Incomplete glycosylation of erythrocyte membrane proteins in congenital dyserythropoietic anaemia type II (CDA II).

The alterations in the erythrocyte membrane proteins of individuals with congenital dyserythropoietic anaemia (CDA II) were studied. Alterations were observed in both the erythrocyte sialoglycoproteins and erythrocyte anion transport protein (Band 3). There was a decrease in the apparent molecular weight of the major sialoglycoprotein alpha (glycophorin A) as well as a general reduction in the intensity of staining of all the sialoglycoproteins by the PAS stain.

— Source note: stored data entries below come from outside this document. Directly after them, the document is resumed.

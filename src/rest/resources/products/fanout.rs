//! Fanout: publish/subscribe message fan-out over long-lived connections.

use super::EnabledProduct;

/// The Fanout product.
#[derive(Debug, Clone, Copy, Default, PartialEq, Eq)]
pub struct Fanout;

impl EnabledProduct for Fanout {
    const PRODUCT_ID: &'static str = "fanout";
    type EnableInput = ();
}

#[cfg(test)]
mod tests {
    use super::*;

    #[test]
    fn test_fanout_request_path() {
        assert_eq!(
            Fanout::request("SVC123").path().unwrap(),
            "/enabled-products/v1/fanout/services/SVC123"
        );
    }
}
//! NGWAF lists: named sets of IPs, countries, strings or signals that rule
//! conditions can refer to.

use chrono::{DateTime, Utc};
use serde::{Deserialize, Serialize};

use super::{scope_in_path, scoped_path, ListParams, Page};
use crate::clients::RestClient;
use crate::rest::errors::{require, require_opt, require_some};
use crate::rest::{encode_query, resource, ApiError, Scope, ValidationError};

const COLLECTION: &str = "lists";

/// What the entries of a list are.
#[derive(Debug, Clone, Copy, PartialEq, Eq, Serialize, Deserialize)]
#[serde(rename_all = "lowercase")]
pub enum ListType {
    String,
    Wildcard,
    Ip,
    Country,
    Signal,
}

/// A list.
#[derive(Debug, Clone, Default, PartialEq, Eq, Deserialize)]
pub struct List {
    #[serde(default)]
    pub id: Option<String>,
    #[serde(default)]
    pub name: Option<String>,
    #[serde(default)]
    pub description: Option<String>,
    #[serde(default, rename = "type")]
    pub list_type: Option<ListType>,
    #[serde(default)]
    pub entries: Vec<String>,
    /// Identifier used to reference the list from rule conditions.
    #[serde(default)]
    pub reference_id: Option<String>,
    #[serde(default)]
    pub scope: Option<Scope>,
    #[serde(default)]
    pub created_at: Option<DateTime<Utc>>,
    #[serde(default)]
    pub updated_at: Option<DateTime<Utc>>,
}

/// Input of [`List::create`].
#[derive(Debug, Clone, Default, PartialEq, Eq, Serialize)]
pub struct CreateListInput {
    #[serde(skip_serializing_if = "Option::is_none")]
    pub name: Option<String>,
    #[serde(rename = "type", skip_serializing_if = "Option::is_none")]
    pub list_type: Option<ListType>,
    #[serde(skip_serializing_if = "Option::is_none")]
    pub entries: Option<Vec<String>>,
    #[serde(skip_serializing_if = "Option::is_none")]
    pub description: Option<String>,
    #[serde(skip_serializing_if = "scope_in_path")]
    pub scope: Option<Scope>,
}

impl CreateListInput {
    /// Checks name, type, entries, then scope.
    ///
    /// # Errors
    ///
    /// Returns the first missing field as a [`ValidationError`].
    pub fn validate(&self) -> Result<(), ValidationError> {
        require_opt(self.name.as_deref(), ValidationError::MissingName)?;
        require_some(self.list_type.as_ref(), ValidationError::MissingType)?;
        require_some(self.entries.as_ref(), ValidationError::MissingEntries)?;
        require_some(self.scope.as_ref(), ValidationError::MissingScope)
    }
}

/// Input of [`List::get`].
#[derive(Debug, Clone, Default, PartialEq, Eq)]
pub struct GetListInput {
    pub list_id: String,
    pub scope: Option<Scope>,
}

/// Input of [`List::list`].
#[derive(Debug, Clone, Default, PartialEq, Eq)]
pub struct ListListsInput {
    pub scope: Option<Scope>,
    pub params: ListParams,
}

/// Input of [`List::update`]. The entries given replace the current ones.
#[derive(Debug, Clone, Default, PartialEq, Eq, Serialize)]
pub struct UpdateListInput {
    #[serde(skip)]
    pub list_id: String,
    #[serde(skip_serializing_if = "Option::is_none")]
    pub entries: Option<Vec<String>>,
    #[serde(skip_serializing_if = "Option::is_none")]
    pub description: Option<String>,
    #[serde(skip_serializing_if = "scope_in_path")]
    pub scope: Option<Scope>,
}

/// Input of [`List::delete`].
#[derive(Debug, Clone, Default, PartialEq, Eq)]
pub struct DeleteListInput {
    pub list_id: String,
    pub scope: Option<Scope>,
}

fn list_path(list_id: &str, scope: Option<&Scope>) -> Result<String, ApiError> {
    require(list_id, ValidationError::MissingListId)?;
    scoped_path(scope, COLLECTION, list_id)
}

impl List {
    /// Creates a list.
    ///
    /// # Errors
    ///
    /// Returns [`ApiError::Validation`] for a missing name, type, entries or
    /// scope, [`ApiError::Scope`] for a malformed scope, otherwise any error
    /// of the round trip.
    pub async fn create(client: &RestClient, input: &CreateListInput) -> Result<Self, ApiError> {
        input.validate()?;
        let path = scoped_path(input.scope.as_ref(), COLLECTION, "")?;
        resource::post(client, &path, input).await
    }

    /// Fetches a list.
    ///
    /// # Errors
    ///
    /// Returns [`ApiError::Validation`] for a missing list id or scope,
    /// [`ApiError::Scope`] for a malformed scope, otherwise any error of the
    /// round trip.
    pub async fn get(client: &RestClient, input: &GetListInput) -> Result<Self, ApiError> {
        let path = list_path(&input.list_id, input.scope.as_ref())?;
        resource::get(client, &path, None).await
    }

    /// Lists one page of lists in a scope.
    ///
    /// # Errors
    ///
    /// Returns [`ApiError::Validation`] for a missing scope,
    /// [`ApiError::Scope`] for a malformed one, otherwise any error of the
    /// round trip.
    pub async fn list(client: &RestClient, input: &ListListsInput) -> Result<Page<Self>, ApiError> {
        let path = scoped_path(input.scope.as_ref(), COLLECTION, "")?;
        let query = encode_query(&input.params)?;
        resource::get(client, &path, Some(query)).await
    }

    /// Updates a list.
    ///
    /// # Errors
    ///
    /// Same as [`List::get`].
    pub async fn update(client: &RestClient, input: &UpdateListInput) -> Result<Self, ApiError> {
        let path = list_path(&input.list_id, input.scope.as_ref())?;
        resource::patch(client, &path, input).await
    }

    /// Deletes a list.
    ///
    /// # Errors
    ///
    /// Same as [`List::get`]; any status but 204 is an error.
    pub async fn delete(client: &RestClient, input: &DeleteListInput) -> Result<(), ApiError> {
        let path = list_path(&input.list_id, input.scope.as_ref())?;
        resource::delete(client, &path).await
    }
}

Sialoglycoprotein alpha isolated from CDA II erythrocytes contained 30% less sialic acid than normal alpha. The anion transport protein of CDA II erythrocytes migrated as a band with a lower molecular weight than the normal protein on SDS-gel electrophoresis. The CDA II anion transport protein had a substantially reduced content of N-acetylglucosamine and galactose, which probably reflects a reduction in the number of N-acetyl-lactosamine units carried by the protein. Our results suggest that there is a general defect in glycosylation of the major membrane glycoproteins of CDA II erythrocytes. We suggest that this glycosylation defect is a consequence of bone marrow stress.